This article is organized as follows: the characteristics of the manipulator and the limb parameters include the mechanism are introduced in section “Proposed manipulator.” The modeling of kinematic equations is addressed in section “Modeling of the TLPM.” Then, the polynomial equations for obtaining the solutions of the positional and orientational variables are presented in section “Forward kinematics solutions.” The results are presented via a set of numerical simulation and experiment in section “Simulation and experiment.” Finally, the conclusions are drawn in section “Conclusion.”

Proposed manipulator

This section presents a special parallel manipulator that was designed by Prof. Gao’s group from Shanghai Jiao Tong University. For the convenience of the analysis, forward kinematics, the structure of the manipulator, and the corresponding parameters will be introduced in this section.

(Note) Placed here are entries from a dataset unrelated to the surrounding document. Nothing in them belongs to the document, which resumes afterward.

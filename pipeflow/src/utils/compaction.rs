//! Compaction of large results and restoration of moved elements.
//!
//! A pipe can move the content of a named element into the session, leaving a
//! `{sessionKey:<key>}` reference behind, and can truncate long character data.
//! A later pipe restores the references from the session.

use regex::{Captures, Regex};
use std::sync::OnceLock;

use crate::core::PipeLineSession;
use crate::errors::ConfigurationError;

const REFERENCE_PREFIX: &str = "{sessionKey:";

fn reference_pattern() -> Option<&'static Regex> {
    static PATTERN: OnceLock<Option<Regex>> = OnceLock::new();
    PATTERN
        .get_or_init(|| Regex::new(r"\{sessionKey:([^}]+)\}").ok())
        .as_ref()
}

/// Settings describing how a result is compacted.
#[derive(Debug, Clone, Default)]
pub struct Compactor {
    chomp_char_size: Option<usize>,
    element_to_move: Option<String>,
    element_to_move_session_key: Option<String>,
    element_pattern: Option<Regex>,
}

impl Compactor {
    /// Creates a compactor.
    ///
    /// # Errors
    ///
    /// Returns an error if the element name cannot be matched.
    pub fn new(
        chomp_char_size: Option<usize>,
        element_to_move: Option<String>,
        element_to_move_session_key: Option<String>,
    ) -> Result<Self, ConfigurationError> {
        let element_pattern = match element_to_move.as_deref() {
            Some(name) => Some(
                Regex::new(&format!(
                    r"(?s)(<{0}(?:\s[^>]*)?>)(.*?)(</{0}>)",
                    regex::escape(name)
                ))
                .map_err(|e| {
                    ConfigurationError::new(format!("invalid elementToMove [{name}]: {e}"))
                })?,
            ),
            None => None,
        };
        Ok(Self {
            chomp_char_size,
            element_to_move,
            element_to_move_session_key,
            element_pattern,
        })
    }

    /// Returns true if this compactor changes anything.
    #[must_use]
    pub fn is_active(&self) -> bool {
        self.chomp_char_size.is_some() || self.element_pattern.is_some()
    }

    /// Compacts `text`, storing moved element content in the session.
    pub fn compact(&self, text: &str, session: &mut PipeLineSession) -> String {
        let mut compacted = text.to_string();

        if let (Some(pattern), Some(element)) = (&self.element_pattern, &self.element_to_move) {
            let base_key = self
                .element_to_move_session_key
                .clone()
                .unwrap_or_else(|| element.clone());
            let mut moved = Vec::new();
            compacted = pattern
                .replace_all(&compacted, |caps: &Captures<'_>| {
                    let key = if moved.is_empty() {
                        base_key.clone()
                    } else {
                        format!("{base_key}{}", moved.len() + 1)
                    };
                    moved.push((key.clone(), caps[2].to_string()));
                    format!("{}{REFERENCE_PREFIX}{key}}}{}", &caps[1], &caps[3])
                })
                .into_owned();
            for (key, content) in moved {
                session.insert(key, content);
            }
        }

        if let Some(size) = self.chomp_char_size {
            compacted = chomp(&compacted, size);
        }

        compacted
    }
}

/// Truncates every run of character data between tags that is longer than `size`.
fn chomp(text: &str, size: usize) -> String {
    let mut out = String::with_capacity(text.len().min(size * 4));
    let mut chars = text.chars();
    let mut run = String::new();

    let flush = |run: &mut String, out: &mut String| {
        if run.chars().count() > size {
            out.extend(run.chars().take(size));
            out.push_str("...");
        } else {
            out.push_str(run);
        }
        run.clear();
    };

    while let Some(c) = chars.next() {
        if c == '<' {
            flush(&mut run, &mut out);
            out.push(c);
            for t in chars.by_ref() {
                out.push(t);
                if t == '>' {
                    break;
                }
            }
        } else {
            run.push(c);
        }
    }
    flush(&mut run, &mut out);
    out
}

/// Replaces every `{sessionKey:<key>}` reference with the session value.
/// References to absent keys are left untouched.
#[must_use]
pub fn restore_moved_elements(text: &str, session: &PipeLineSession) -> String {
    let Some(pattern) = reference_pattern().filter(|_| text.contains(REFERENCE_PREFIX)) else {
        return text.to_string();
    };
    pattern
        .replace_all(text, |caps: &Captures<'_>| {
            session
                .get_string(&caps[1])
                .unwrap_or_else(|| caps[0].to_string())
        })
        .into_owned()
}

#[cfg(test)]
mod tests {
    use super::*;

    #[test]
    fn test_move_element_to_session() {
        let compactor = Compactor::new(None, Some("doc".to_string()), None).unwrap();
        let mut session = PipeLineSession::new();

        let out = compactor.compact("<root><doc id=\"1\">big</doc><doc>other</doc></root>", &mut session);

        assert_eq!(
            out,
            "<root><doc id=\"1\">{sessionKey:doc}</doc><doc>{sessionKey:doc2}</doc></root>"
        );
        assert_eq!(session.get_string("doc"), Some("big".to_string()));
        assert_eq!(session.get_string("doc2"), Some("other".to_string()));
    }

    #[test]
    fn test_move_element_with_custom_key() {
        let compactor =
            Compactor::new(None, Some("doc".to_string()), Some("payload".to_string())).unwrap();
        let mut session = PipeLineSession::new();

        let out = compactor.compact("<doc>x</doc>", &mut session);
        assert_eq!(out, "<doc>{sessionKey:payload}</doc>");
        assert_eq!(session.get_string("payload"), Some("x".to_string()));
    }

    #[test]
    fn test_chomp() {
        let compactor = Compactor::new(Some(3), None, None).unwrap();
        let mut session = PipeLineSession::new();

        assert_eq!(compactor.compact("<a>abcdef</a><b>ab</b>", &mut session), "<a>abc...</a><b>ab</b>");
        assert_eq!(compactor.compact("plain text", &mut session), "pla...");
    }

    #[test]
    fn test_inactive_compactor() {
        assert!(!Compactor::default().is_active());
        assert!(Compactor::new(Some(10), None, None).unwrap().is_active());
    }

    #[test]
    fn test_restore_round_trip() {
        let compactor = Compactor::new(None, Some("doc".to_string()), None).unwrap();
        let mut session = PipeLineSession::new();
        let original = "<root><doc>content</doc></root>";

        let compacted = compactor.compact(original, &mut session);
        assert_eq!(restore_moved_elements(&compacted, &session), original);
    }

    #[test]
    fn test_restore_keeps_unknown_references() {
        let session = PipeLineSession::new();
        assert_eq!(restore_moved_elements("{sessionKey:missing}", &session), "{sessionKey:missing}");
    }
}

Characteristics of the TLPM

As shown in Figure 1, this TLPM has a parallel kinematic structure with three identical limbs connecting the fixed platform to the moving platform. Each limb is configured by an active revolute (R) joint, two passive R joints, an active prismatic (P) joint, and a universal (U) joint. This design has 6 DOFs, namely, three rotations around x-, y-, and z-axes and three translations along x-, y-, and z-directions. The six active joints are driven by six servo motors and actuator displacements are measured by linear potentiometers. The manipulator is supplied by an alternating current (AC) power source, and six AC–direct current (DC) transformers are used in this system. Advantages of this structure are three main aspects: (1) three translational and three rotational motions are decoupled, the end-effector position is only determined by three lengths of prismatic actuators, while the rotational angles are relative to all six inputs, so that it is easier to compute the end-effector position and orientation of the manipulator in inverse and forward kinematics. (2) The kinematic performances help the system to improve the real-time control capability. (3) Reconfiguration can be easily realized due to the modularized design approach and has a sufficient workspace.

Figure 1.

Initial configuration of the TLPM.

Geometric parameters of the TLPM

Corresponding to the mechanical structure design of the limb in Figure 2(c), each limb has been assembled on the base platform with an angle β₁. The axes of all the R joints and the guide directions of the three P joints intersect at a common point p at the same time.

Figure 2.

Geometric parameters of the TLPM: (a) moving platform, (b) base platform, and (c) single limb.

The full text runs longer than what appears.